Task directions - If a line in the records below holds the word "impl", copy it.

Task data -
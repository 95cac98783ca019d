pub mod netlink;

pub use netlink::{Nl, NlLink};

use crate::config::Config;
use crate::error::TaskResult;
use crate::task::TaskEnv;
use crate::util::gettid;
use log::trace;
use nix::unistd::Pid;
use std::net::IpAddr;

#[derive(Debug, Clone, Default)]
pub struct HostNetCfg {
    pub dev: String,
}

#[derive(Debug, Clone, Default)]
pub struct MacVlanNetCfg {
    pub master: String,
    pub name: String,
    /// Kernel macvlan mode name: private, vepa, bridge or passthru.
    pub kind: String,
    /// Empty means synthesize a stable address from hostname and names.
    pub hw: String,
    pub mtu: i32,
}

#[derive(Debug, Clone, Default)]
pub struct IpVlanNetCfg {
    pub master: String,
    pub name: String,
    /// l2, l3 or l3s.
    pub mode: String,
    pub mtu: i32,
}

#[derive(Debug, Clone, Default)]
pub struct VethNetCfg {
    pub bridge: String,
    /// Container-side interface name.
    pub name: String,
    pub hw: String,
    /// Host-side end, enslaved to the bridge.
    pub peer: String,
    pub mtu: i32,
}

#[derive(Debug, Clone, Default)]
pub struct IpVec {
    pub iface: String,
    /// None entries are placeholders and skipped silently.
    pub addr: Option<IpAddr>,
    pub prefix: u8,
}

#[derive(Debug, Clone, Default)]
pub struct GwVec {
    pub iface: String,
    pub addr: Option<IpAddr>,
}

#[derive(Debug, Clone)]
pub struct NetCfg {
    pub new_net_ns: bool,
    pub inherited: bool,
    pub host: bool,
    pub host_iface: Vec<HostNetCfg>,
    pub mac_vlan: Vec<MacVlanNetCfg>,
    pub ip_vlan: Vec<IpVlanNetCfg>,
    pub veth: Vec<VethNetCfg>,
    pub net_ns_name: String,
}

impl Default for NetCfg {
    /* The default is a new empty network namespace. */
    fn default() -> NetCfg {
        NetCfg {
            new_net_ns: true,
            inherited: false,
            host: false,
            host_iface: Vec::new(),
            mac_vlan: Vec::new(),
            ip_vlan: Vec::new(),
            veth: Vec::new(),
            net_ns_name: String::new(),
        }
    }
}

impl NetCfg {
    /// All configured devices as one polymorphic sequence, in the order
    /// they are wired into the namespace.
    pub fn devices(&self) -> impl Iterator<Item = NetDevice<'_>> {
        self.host_iface
            .iter()
            .map(NetDevice::Host)
            .chain(self.ip_vlan.iter().map(NetDevice::IpVlan))
            .chain(self.mac_vlan.iter().map(NetDevice::MacVlan))
            .chain(self.veth.iter().map(NetDevice::Veth))
    }
}

/// One network device to be wired into the container namespace. The
/// variants share a single materialize step run by the intermediate
/// against the init's fresh netns.
pub enum NetDevice<'a> {
    Host(&'a HostNetCfg),
    MacVlan(&'a MacVlanNetCfg),
    IpVlan(&'a IpVlanNetCfg),
    Veth(&'a VethNetCfg),
}

impl NetDevice<'_> {
    /// Create (or find) the device in the host namespace and move it into
    /// `target`'s namespace. vlan devices are created under a transient
    /// per-thread name and renamed on the way in, so concurrent launches
    /// never collide.
    pub fn materialize(
        &self,
        nl: &mut Nl,
        target: Pid,
        hostname: &str,
        config: &Config,
    ) -> TaskResult<()> {
        match self {
            NetDevice::Host(host) => nl.link(host.dev.as_str()).change_ns(&host.dev, target),

            NetDevice::IpVlan(ipvlan) => {
                let transient = format!("piv{}", gettid());
                let mut link = nl.link(transient);
                let _ = link.remove();

                link.add_ip_vlan(&ipvlan.master, &ipvlan.mode, ipvlan.mtu)?;

                link.change_ns(&ipvlan.name, target).inspect_err(|_| {
                    let _ = link.remove();
                })
            }

            NetDevice::MacVlan(mvlan) => {
                let transient = format!("pmv{}", gettid());
                let mut link = nl.link(transient);
                let _ = link.remove();

                let hw = if mvlan.hw.is_empty() {
                    generate_hw(hostname, &format!("{}{}", mvlan.master, mvlan.name))
                } else {
                    mvlan.hw.clone()
                };
                trace!("Using {} for {}@{}", hw, mvlan.name, mvlan.master);

                link.add_mac_vlan(&mvlan.master, &mvlan.kind, &hw, mvlan.mtu)?;

                link.change_ns(&mvlan.name, target).inspect_err(|_| {
                    let _ = link.remove();
                })
            }

            NetDevice::Veth(veth) => {
                let bridge_index = nl.link(veth.bridge.as_str()).load()?;

                let hw = if veth.hw.is_empty() {
                    generate_hw(hostname, &format!("{}{}", veth.name, veth.peer))
                } else {
                    veth.hw.clone()
                };
                if config.network_debug {
                    trace!("Using {} for {} -> {}", hw, veth.name, veth.peer);
                }

                nl.link(veth.peer.as_str())
                    .add_veth(bridge_index, &veth.name, &hw, veth.mtu, target)
            }
        }
    }
}

/// Stable locally-administered hardware address: a pure function of the
/// container hostname and the device naming, so identical launches get
/// identical addresses across restarts.
pub fn generate_hw(host: &str, name: &str) -> String {
    let n = crc32fast::hash(name.as_bytes());
    let h = crc32fast::hash(host.as_bytes());

    format!(
        "02:{:02x}:{:02x}:{:02x}:{:02x}:{:02x}",
        n & 0x0000_00ff,
        (h & 0xff00_0000) >> 24,
        (h & 0x00ff_0000) >> 16,
        (h & 0x0000_ff00) >> 8,
        h & 0x0000_00ff,
    )
}

/// Host-namespace half of the network build, run by the intermediate
/// once the init's netns exists.
pub fn isolate_net(env: &TaskEnv, child: Pid, config: &Config) -> TaskResult<()> {
    let mut nl = Nl::connect()?;

    for device in env.net_cfg.devices() {
        device.materialize(&mut nl, child, &env.hostname, config)?;
    }

    Ok(())
}

/// Container-namespace half: bring every present link up and apply the
/// matching addresses and default gateways. Placeholder entries with no
/// address are skipped.
pub fn enable_net(env: &TaskEnv) -> TaskResult<()> {
    let mut nl = Nl::connect()?;

    for dev in nl.find_links()? {
        nl.link(dev.as_str()).up()?;

        for ip in &env.ip_vec {
            let addr = match ip.addr {
                Some(addr) => addr,
                None => continue,
            };
            if ip.iface == dev {
                nl.link(dev.as_str()).set_ip_addr(addr, ip.prefix)?;
            }
        }

        for gw in &env.gw_vec {
            let addr = match gw.addr {
                Some(addr) => addr,
                None => continue,
            };
            if gw.iface == dev {
                nl.link(dev.as_str()).set_default_gw(addr)?;
            }
        }
    }

    Ok(())
}

#[cfg(test)]
mod tests {
    use super::*;

    #[test]
    fn test_generate_hw_is_deterministic() {
        let a = generate_hw("c1", "eth0br0");
        let b = generate_hw("c1", "eth0br0");
        assert_eq!(a, b);
    }

    #[test]
    fn test_generate_hw_is_locally_administered() {
        let hw = generate_hw("host", "dev");
        assert!(hw.starts_with("02:"));
        assert_eq!(hw.len(), 17);
    }

    #[test]
    fn test_generate_hw_varies_by_input() {
        assert_ne!(generate_hw("c1", "eth0br0"), generate_hw("c2", "eth0br0"));
        assert_ne!(generate_hw("c1", "eth0br0"), generate_hw("c1", "eth1br0"));
    }

    #[test]
    fn test_default_netcfg_is_empty_netns() {
        let cfg = NetCfg::default();
        assert!(cfg.new_net_ns);
        assert!(!cfg.host);
        assert!(!cfg.inherited);
        assert_eq!(cfg.devices().count(), 0);
    }

    #[test]
    fn test_device_ordering() {
        let cfg = NetCfg {
            veth: vec![VethNetCfg::default()],
            host_iface: vec![HostNetCfg::default()],
            ip_vlan: vec![IpVlanNetCfg::default()],
            ..NetCfg::default()
        };

        let kinds: Vec<&str> = cfg
            .devices()
            .map(|d| match d {
                NetDevice::Host(_) => "host",
                NetDevice::IpVlan(_) => "ipvlan",
                NetDevice::MacVlan(_) => "macvlan",
                NetDevice::Veth(_) => "veth",
            })
            .collect();
        assert_eq!(kinds, vec!["host", "ipvlan", "veth"]);
    }
}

The answer -
impl Default for NetCfg {
impl NetCfg {
    pub fn devices(&self) -> impl Iterator<Item = NetDevice<'_>> {
impl NetDevice<'_> {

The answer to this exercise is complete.